TASK INSTRUCTIONS: Go to the line holding "height in pixels." in the entries below and write out exactly every line down to and including the line holding "of, if any.".

SOURCE MATERIAL:
********************

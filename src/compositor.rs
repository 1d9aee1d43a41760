//! The per-frame disposal state machine.
//!
//! Each frame's visible canvas is built from the prior canvas state modified
//! by the previous frame's disposal instruction, not simple frame-over-frame
//! overwrite. The compositor owns the two pieces of mutable state that make
//! that work: the last retained composited frame and the pending
//! restore-background rectangle.

use crate::buffer::PixelBuffer;
use crate::error::FrameError;
use crate::source::{AlphaMode, DisposalMethod, FrameSource, Rect};

/// What to retain for the next frame, decided from the disposal method alone.
#[derive(Clone, Copy, Debug, Eq, PartialEq)]
pub enum Retention {
    /// Overwrite the retained frame with the frame just composited.
    RetainCurrent,
    /// Leave the retained frame unchanged.
    KeepExisting,
}

/// Pure transition function of the disposal state machine: given the frame's
/// disposal instruction and whether a retained frame already exists, decide
/// what to retain and which rectangle (if any) must be erased before the
/// next frame is decoded.
///
/// * `Keep` always retains the current frame.
/// * `RestorePrevious` keeps the existing retained frame, unless none exists
///   yet; with nothing to restore to it falls back to `Keep` semantics.
/// * `RestoreBackground` and unspecified disposal retain the current frame
///   once any frame has been retained ("keep" is the default whenever
///   restoring to a previous frame is not explicitly requested).
pub fn plan_retention(
    disposal: DisposalMethod,
    disposal_rect: Option<Rect>,
    has_retained: bool,
) -> (Retention, Option<Rect>) {
    let retention = match disposal {
        DisposalMethod::Keep => Retention::RetainCurrent,
        DisposalMethod::RestorePrevious => {
            if has_retained {
                Retention::KeepExisting
            } else {
                Retention::RetainCurrent
            }
        }
        DisposalMethod::RestoreBackground | DisposalMethod::None => {
            if has_retained {
                Retention::RetainCurrent
            } else {
                Retention::KeepExisting
            }
        }
    };

    let erase = match disposal {
        DisposalMethod::RestoreBackground => disposal_rect,
        _ => None,
    };

    (retention, erase)
}

/// Composites raw decoded frames into display-ready canvases.
///
/// Owned exclusively by the decode thread; see [`crate::pipeline`].
#[derive(Debug, Default)]
pub struct FrameCompositor {
    retained: Option<PixelBuffer>,
    pending_erase: Option<Rect>,
}

impl FrameCompositor {
    pub fn new() -> Self {
        Self::default()
    }

    /// Produce the composited canvas for frame `index`.
    ///
    /// On failure the retained frame and pending erase rect are left
    /// untouched, so the next request starts from an unaffected state.
    pub fn compose_frame(
        &mut self,
        source: &dyn FrameSource,
        index: usize,
    ) -> Result<PixelBuffer, FrameError> {
        let descriptor = source.descriptor();
        let mut output =
            PixelBuffer::try_allocate(descriptor.width, descriptor.height).map_err(|err| {
                log::error!("{err}");
                err
            })?;

        let info = source.frame_info(index);

        let mut seeded = false;
        if let Some(required) = info.required_frame {
            match &self.retained {
                Some(previous)
                    if (previous.width(), previous.height())
                        == (output.width(), output.height()) =>
                {
                    output.copy_from(previous);
                    if let Some(rect) = self.pending_erase {
                        output.erase_rect(rect);
                    }
                    seeded = true;
                }
                Some(_) => {
                    // A source that changes its declared dimensions leaves
                    // the retained canvas incompatible; treat it as uncached.
                    log::debug!(
                        "frame {index} depends on frame {required} but the retained \
                         canvas no longer matches the source dimensions; using blank \
                         slate instead"
                    );
                }
                None => {
                    // Best-effort fallback, not an error: decode onto a blank
                    // slate when the dependency was never retained.
                    log::debug!(
                        "frame {index} depends on frame {required} and no required \
                         frames are cached; using blank slate instead"
                    );
                }
            }
        }

        // The buffer is now seeded in accordance with the previous frame's
        // disposal policy; the source draws this frame's own pixels on top.
        if !source.decode_into(&mut output, index, info.required_frame) {
            let err = FrameError::Decode { frame: index };
            log::error!("{err}");
            return Err(err);
        }

        // Straight-alpha sources are converted here so everything retained
        // and delivered downstream is premultiplied. A seeded canvas already
        // holds premultiplied pixels, so conversion only applies to canvases
        // the source drew from scratch.
        if descriptor.alpha == AlphaMode::Unpremultiplied && !seeded {
            output.premultiply_in_place();
        }

        let (retention, erase) =
            plan_retention(info.disposal, info.disposal_rect, self.retained.is_some());
        if retention == Retention::RetainCurrent {
            self.retained = Some(output.clone());
        }
        self.pending_erase = erase;

        Ok(output)
    }

    /// The canvas the next dependent frame will start from, if any.
    pub fn retained_frame(&self) -> Option<&PixelBuffer> {
        self.retained.as_ref()
    }

    /// Rectangle the next composition will clear after copying the retained
    /// frame, set by a `RestoreBackground` disposal.
    pub fn pending_erase_rect(&self) -> Option<Rect> {
        self.pending_erase
    }
}
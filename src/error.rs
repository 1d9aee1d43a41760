use std::fmt;

/// Ways a single frame request can fail.
///
/// Every variant is scoped to one in-flight request: compositor state is only
/// mutated after a successful raw decode, so a failed request leaves the next
/// one unaffected.
#[derive(Clone, Debug, Eq, PartialEq)]
pub enum FrameError {
    /// The output buffer for the frame could not be allocated.
    Allocation { bytes: usize },
    /// The frame source failed to produce pixels for the requested index.
    Decode { frame: usize },
    /// A decoded buffer could not be turned into a displayable image.
    Materialize(String),
    /// The source reported zero frames; every request on the instance fails.
    NoFrames,
}

impl fmt::Display for FrameError {
    fn fmt(&self, f: &mut fmt::Formatter<'_>) -> fmt::Result {
        match self {
            Self::Allocation { bytes } => {
                write!(f, "failed to allocate memory for frame buffer of size {bytes}B")
            }
            Self::Decode { frame } => write!(f, "could not decode pixels for frame {frame}"),
            Self::Materialize(msg) => write!(f, "could not materialize image: {msg}"),
            Self::NoFrames => f.write_str("could not provide any frame"),
        }
    }
}

impl std::error::Error for FrameError {}
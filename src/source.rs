//! The frame source seam: everything the pipeline needs to know about an
//! animated image, without knowing anything about its bitstream.

use crate::buffer::PixelBuffer;

/// How often an animation should play through all of its frames.
#[derive(Clone, Copy, Debug, Eq, PartialEq)]
pub enum PlayCount {
    /// Play the animation `n` times in total (the first pass included).
    Finite(u32),
    /// Loop forever.
    Infinite,
}

/// Per-frame instruction describing how the canvas is prepared before the
/// *next* frame is drawn.
#[derive(Clone, Copy, Debug, Default, Eq, PartialEq)]
pub enum DisposalMethod {
    /// The source did not specify a disposal method.
    #[default]
    None,
    /// Leave the canvas as-is for the next frame.
    Keep,
    /// Restore the canvas to the previously retained frame.
    RestorePrevious,
    /// Clear `disposal_rect` to transparent before the next frame.
    RestoreBackground,
}

/// Axis-aligned pixel rectangle, used for background-restore regions.
#[derive(Clone, Copy, Debug, Default, Eq, PartialEq)]
pub struct Rect {
    pub x: u32,
    pub y: u32,
    pub width: u32,
    pub height: u32,
}

impl Rect {
    pub fn new(x: u32, y: u32, width: u32, height: u32) -> Self {
        Self { x, y, width, height }
    }
}

/// Whether the source's native pixel output has premultiplied alpha.
#[derive(Clone, Copy, Debug, Eq, PartialEq)]
pub enum AlphaMode {
    Premultiplied,
    Unpremultiplied,
    Opaque,
}

/// Fixed, whole-animation properties of a source.
#[derive(Clone, Copy, Debug)]
pub struct ImageDescriptor {
    /// Canvas width in pixels; every frame composites onto this canvas.
    pub width: u32,
    /// Canvas height in pixels.
    pub height: u32,
    /// The source's native alpha handling. Delivered frames are always
    /// premultiplied regardless; see [`FrameSource::decode_into`].
    pub alpha: AlphaMode,
}

/// Metadata for one frame, queried before that frame is decoded.
#[derive(Clone, Debug, Default)]
pub struct FrameInfo {
    /// Frame this one must be composited on top of, if any.
    pub required_frame: Option<usize>,
    /// How to prepare the canvas for the frame after this one.
    pub disposal: DisposalMethod,
    /// Region cleared under [`DisposalMethod::RestoreBackground`].
    pub disposal_rect: Option<Rect>,
    /// How long the frame is displayed, in milliseconds.
    pub duration_ms: u32,
}

/// A single-frame decoder for an animated image.
///
/// Implementations decode one frame at a time into a caller-provided buffer.
/// The pipeline seeds that buffer according to the previous frame's disposal
/// method before calling [`decode_into`](Self::decode_into), so sources only
/// draw the requested frame's own pixels.
///
/// Sources are shared between the caller-visible handle and in-flight decode
/// work, and are called from a dedicated decode thread; hence `Send + Sync`.
pub trait FrameSource: Send + Sync {
    /// Canvas dimensions and native alpha mode, fixed for the source's life.
    fn descriptor(&self) -> ImageDescriptor;

    /// Total number of frames. May be zero for broken inputs.
    fn frame_count(&self) -> usize;

    /// Raw play count as reported by the container.
    fn play_count(&self) -> PlayCount;

    /// Metadata for frame `index`. `index` is always `< frame_count()`.
    fn frame_info(&self, index: usize) -> FrameInfo;

    /// Decode frame `index` into `target`, which is already seeded per the
    /// prior frame's disposal. `required_frame` is the dependency index from
    /// [`FrameInfo::required_frame`], passed back so stateful decoders can
    /// verify or rebuild their frame chain.
    ///
    /// Pixels are RGBA8. Sources declaring [`AlphaMode::Unpremultiplied`]
    /// write straight alpha and the pipeline converts fresh canvases after
    /// decoding; seeded canvases already hold premultiplied pixels, so a
    /// decode on top of one must write premultiplied values itself. Returns
    /// `false` on decode failure, in which case `target`'s contents are
    /// unspecified and will be discarded.
    fn decode_into(
        &self,
        target: &mut PixelBuffer,
        index: usize,
        required_frame: Option<usize>,
    ) -> bool;
}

********************

ANSWER TO THIS TASK:
    /// Canvas height in pixels.
    pub height: u32,
    /// The source's native alpha handling. Delivered frames are always
    /// premultiplied regardless; see [`FrameSource::decode_into`].
    pub alpha: AlphaMode,
}

/// Metadata for one frame, queried before that frame is decoded.
#[derive(Clone, Debug, Default)]
pub struct FrameInfo {
    /// Frame this one must be composited on top of, if any.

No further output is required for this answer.